The report, which examined health inequalities in England over the past decade, is unremittingly grim in its conclusions. For the first time in more than 100 years, life expectancy has stalled and has even declined for women in the poorest 10 per cent of areas. During the past ten years, the seven-year gap in life expectancy between the richest and poorest parts of England has increased to more than nine years for men and nearly eight years for women. The north-south divide has also widened: life expectancy in a deprived area of the north-east is nearly five years lower than in a comparable part of London.
“England has lost a decade,” lamented University College London professor Michael Marmot, who led the review, as he presented his findings. Austerity had not merely coincided with such outcomes but caused them. “If you ask me if [austerity] is the reason for the worsening health picture, I’d say it is highly likely.”
The report’s conclusions may shock but they should not surprise. Over the past decade, including in our recent Crumbling Britain series, we have charted the effects of austerity on living standards and the public realm.

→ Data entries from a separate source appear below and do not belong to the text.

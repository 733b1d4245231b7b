//! Yamlate - embedded YAML expression engine.
//!
//! A YAML document is parsed into a [`Value`] tree whose nodes may encode
//! expressions. Evaluating a node against an [`Environment`] produces a new
//! owned [`Value`]:
//!
//! ```text
//! blah: 2
//! foo: [+, 5, 5]                 # evaluates to 10
//! wing_color:
//!   case: $current_season        # picks a branch from the environment
//!   spring: red
//!   default: brown
//! ```
//!
//! # Crates
//!
//! - `yamlate_ir`: value model, type tags, error taxonomy, operator table
//! - `yamlate_parse`: YAML loading and inline `~>` expression parsing
//! - `yamlate_eval`: environment and evaluator
//! - this crate: the handle-based [`Session`] boundary and logging setup

pub mod handle;
pub mod session;

use std::sync::Once;

pub use handle::{Handle, HandleTable};
pub use session::{EnvHandle, ReturnValue, Session, ValueHandle};
pub use yamlate_eval::{
    evaluate, Binding, Environment, Evaluator, EvaluatorBuilder, DEFAULT_MAX_DEPTH,
};
pub use yamlate_ir::{Category, Error, ErrorCode, ErrorKind, Expr, Hash, Tag, Value, YamlResult};
pub use yamlate_parse::{parse, parse_all, parse_inline, parse_str};

static TRACING_INIT: Once = Once::new();

/// Install a `tracing` subscriber filtered by `RUST_LOG`.
///
/// Only the first call has an effect. Without `RUST_LOG`, or when the host
/// already installed a global subscriber, nothing changes. Binding layers
/// call this when they load the engine; `RUST_LOG=yamlate_eval=trace`
/// follows operator dispatch and branch selection.
pub fn init_tracing() {
    use tracing_subscriber::{fmt, prelude::*, EnvFilter};

    TRACING_INIT.call_once(|| {
        let Ok(filter) = EnvFilter::try_from_default_env() else {
            return;
        };
        let installed = tracing_subscriber::registry()
            .with(filter)
            .with(fmt::layer().with_writer(std::io::stderr))
            .try_init();
        if let Err(error) = installed {
            tracing::debug!(%error, "keeping existing subscriber");
        }
    });
}
//! Operator tables.
//!
//! [`Op`] is the closed set of operators an array node can name in its first
//! element. [`BinaryOp`] and [`UnaryOp`] are the value-level operations shared
//! by array operators and inline (`~>`) expressions.

/// Operator named by the first element of an operation array.
#[derive(Clone, Copy, Debug, PartialEq, Eq, Hash)]
pub enum Op {
    // Arithmetic
    Add,
    Sub,
    Mul,
    Div,
    Mod,
    Pow,

    // Comparison
    Eq,
    NotEq,
    Lt,
    LtEq,
    Gt,
    GtEq,

    // Logic
    And,
    Or,
    Not,

    // Structure
    If,
    Do,
    Quote,

    // Environment
    Defined,
    Set,
    Inc,
    Dec,
    Consume,
}

impl Op {
    pub const ALL: [Op; 23] = [
        Op::Add,
        Op::Sub,
        Op::Mul,
        Op::Div,
        Op::Mod,
        Op::Pow,
        Op::Eq,
        Op::NotEq,
        Op::Lt,
        Op::LtEq,
        Op::Gt,
        Op::GtEq,
        Op::And,
        Op::Or,
        Op::Not,
        Op::If,
        Op::Do,
        Op::Quote,
        Op::Defined,
        Op::Set,
        Op::Inc,
        Op::Dec,
        Op::Consume,
    ];

    /// Word spelling. Always usable unquoted in YAML.
    pub const fn name(self) -> &'static str {
        match self {
            Op::Add => "add",
            Op::Sub => "sub",
            Op::Mul => "mul",
            Op::Div => "div",
            Op::Mod => "mod",
            Op::Pow => "pow",
            Op::Eq => "eq",
            Op::NotEq => "ne",
            Op::Lt => "lt",
            Op::LtEq => "le",
            Op::Gt => "gt",
            Op::GtEq => "ge",
            Op::And => "and",
            Op::Or => "or",
            Op::Not => "not",
            Op::If => "if",
            Op::Do => "do",
            Op::Quote => "quote",
            Op::Defined => "defined",
            Op::Set => "set",
            Op::Inc => "inc",
            Op::Dec => "dec",
            Op::Consume => "consume",
        }
    }

    /// Symbol spelling, if the operator has one.
    ///
    /// Several symbols are YAML indicators (`*`, `%`, `!`, `&`, `>`, `|`) and
    /// must be quoted when written as a plain scalar.
    pub const fn symbol(self) -> Option<&'static str> {
        match self {
            Op::Add => Some("+"),
            Op::Sub => Some("-"),
            Op::Mul => Some("*"),
            Op::Div => Some("/"),
            Op::Mod => Some("%"),
            Op::Pow => Some("^"),
            Op::Eq => Some("=="),
            Op::NotEq => Some("!="),
            Op::Lt => Some("<"),
            Op::LtEq => Some("<="),
            Op::Gt => Some(">"),
            Op::GtEq => Some(">="),
            Op::And => Some("&&"),
            Op::Or => Some("||"),
            Op::Not => Some("!"),
            Op::If
            | Op::Do
            | Op::Quote
            | Op::Defined
            | Op::Set
            | Op::Inc
            | Op::Dec
            | Op::Consume => None,
        }
    }

    /// Resolve a word or symbol spelling.
    pub fn lookup(spelling: &str) -> Option<Op> {
        Op::ALL
            .into_iter()
            .find(|op| op.name() == spelling || op.symbol() == Some(spelling))
    }

    /// Whether evaluating this operator may change the environment.
    pub const fn is_mutating(self) -> bool {
        matches!(self, Op::Set | Op::Inc | Op::Dec | Op::Consume)
    }

    /// Accepted operand counts, not counting the operator itself.
    pub const fn arity(self) -> Arity {
        match self {
            Op::Add | Op::Mul | Op::Div | Op::Mod => Arity::at_least(2),
            Op::Sub | Op::And | Op::Or | Op::Do => Arity::at_least(1),
            Op::Pow
            | Op::Eq
            | Op::NotEq
            | Op::Lt
            | Op::LtEq
            | Op::Gt
            | Op::GtEq
            | Op::Set => Arity::exactly(2),
            Op::Not | Op::Quote | Op::Defined | Op::Consume => Arity::exactly(1),
            Op::If => Arity::between(2, 3),
            Op::Inc | Op::Dec => Arity::between(1, 2),
        }
    }
}

/// Operand count bounds of an [`Op`].
#[derive(Clone, Copy, Debug, PartialEq, Eq)]
pub struct Arity {
    pub min: usize,
    /// `None` for variadic operators.
    pub max: Option<usize>,
}

impl Arity {
    pub const fn exactly(count: usize) -> Self {
        Arity {
            min: count,
            max: Some(count),
        }
    }

    pub const fn at_least(min: usize) -> Self {
        Arity { min, max: None }
    }

    pub const fn between(min: usize, max: usize) -> Self {
        Arity {
            min,
            max: Some(max),
        }
    }

    pub fn accepts(self, count: usize) -> bool {
        count >= self.min && self.max.map_or(true, |max| count <= max)
    }

    /// Human wording, as used in arity errors.
    pub const fn describe(self) -> &'static str {
        match (self.min, self.max) {
            (1, Some(1)) => "1",
            (2, Some(2)) => "2",
            (1, Some(2)) => "1 or 2",
            (2, Some(3)) => "2 or 3",
            (1, None) => "at least 1",
            (2, None) => "at least 2",
            _ => "a different number of",
        }
    }
}

/// Binary operation on two values.
#[derive(Clone, Copy, Debug, PartialEq, Eq, Hash)]
pub enum BinaryOp {
    // Arithmetic
    Add,
    Sub,
    Mul,
    Div,
    Mod,
    Pow,

    // Comparison
    Eq,
    NotEq,
    Lt,
    LtEq,
    Gt,
    GtEq,

    // Logical
    And,
    Or,
}

impl BinaryOp {
    /// Returns the source-level symbol for this operator.
    pub const fn as_symbol(self) -> &'static str {
        match self {
            Self::Add => "+",
            Self::Sub => "-",
            Self::Mul => "*",
            Self::Div => "/",
            Self::Mod => "%",
            Self::Pow => "^",
            Self::Eq => "==",
            Self::NotEq => "!=",
            Self::Lt => "<",
            Self::LtEq => "<=",
            Self::Gt => ">",
            Self::GtEq => ">=",
            Self::And => "&&",
            Self::Or => "||",
        }
    }
}

/// Unary operation on one value.
#[derive(Clone, Copy, Debug, PartialEq, Eq, Hash)]
pub enum UnaryOp {
    Neg,
    Not,
}

impl UnaryOp {
    pub const fn as_symbol(self) -> &'static str {
        match self {
            Self::Neg => "-",
            Self::Not => "!",
        }
    }
}

#[cfg(test)]
mod tests {
    use super::*;

    #[test]
    fn test_lookup_by_word_and_symbol() {
        assert_eq!(Op::lookup("add"), Some(Op::Add));
        assert_eq!(Op::lookup("+"), Some(Op::Add));
        assert_eq!(Op::lookup("ne"), Some(Op::NotEq));
        assert_eq!(Op::lookup("!="), Some(Op::NotEq));
        assert_eq!(Op::lookup("consume"), Some(Op::Consume));
        assert_eq!(Op::lookup("plus"), None);
        assert_eq!(Op::lookup(""), None);
    }

    #[test]
    fn test_spellings_are_unique() {
        let mut seen = Vec::new();
        for op in Op::ALL {
            seen.push(op.name());
            seen.extend(op.symbol());
        }
        let total = seen.len();
        seen.sort_unstable();
        seen.dedup();
        assert_eq!(seen.len(), total);
    }

    #[test]
    fn test_only_environment_ops_mutate() {
        let mutating: Vec<Op> = Op::ALL.into_iter().filter(|op| op.is_mutating()).collect();
        assert_eq!(mutating, vec![Op::Set, Op::Inc, Op::Dec, Op::Consume]);
    }

    #[test]
    fn test_arity() {
        assert!(Op::Add.arity().accepts(2));
        assert!(Op::Add.arity().accepts(9));
        assert!(!Op::Add.arity().accepts(1));
        assert!(Op::Sub.arity().accepts(1));
        assert!(!Op::Pow.arity().accepts(3));
        assert!(Op::If.arity().accepts(3));
        assert!(!Op::If.arity().accepts(4));
        assert!(!Op::Consume.arity().accepts(0));
    }

    #[test]
    fn test_arity_wording() {
        for op in Op::ALL {
            assert_ne!(op.arity().describe(), "a different number of", "{op:?}");
        }
        assert_eq!(Op::Inc.arity().describe(), "1 or 2");
    }
}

Social ills that were once thought to have been largely eradicated are recrudescing. More than 1.6 million emergency parcels were distributed by Trussell Trust food banks across the UK in the year leading up to March 2019. Rough sleeping in England has increased by 165 per cent since 2010. In the UK, the proportion of people living in poverty who are in a working family has reached a record high (56 per cent), while child poverty has risen to 4.5 million, having increased for four consecutive years. “Austerity will cast a long shadow over the lives of the children born and growing up under its effects,” Mr Marmot warned.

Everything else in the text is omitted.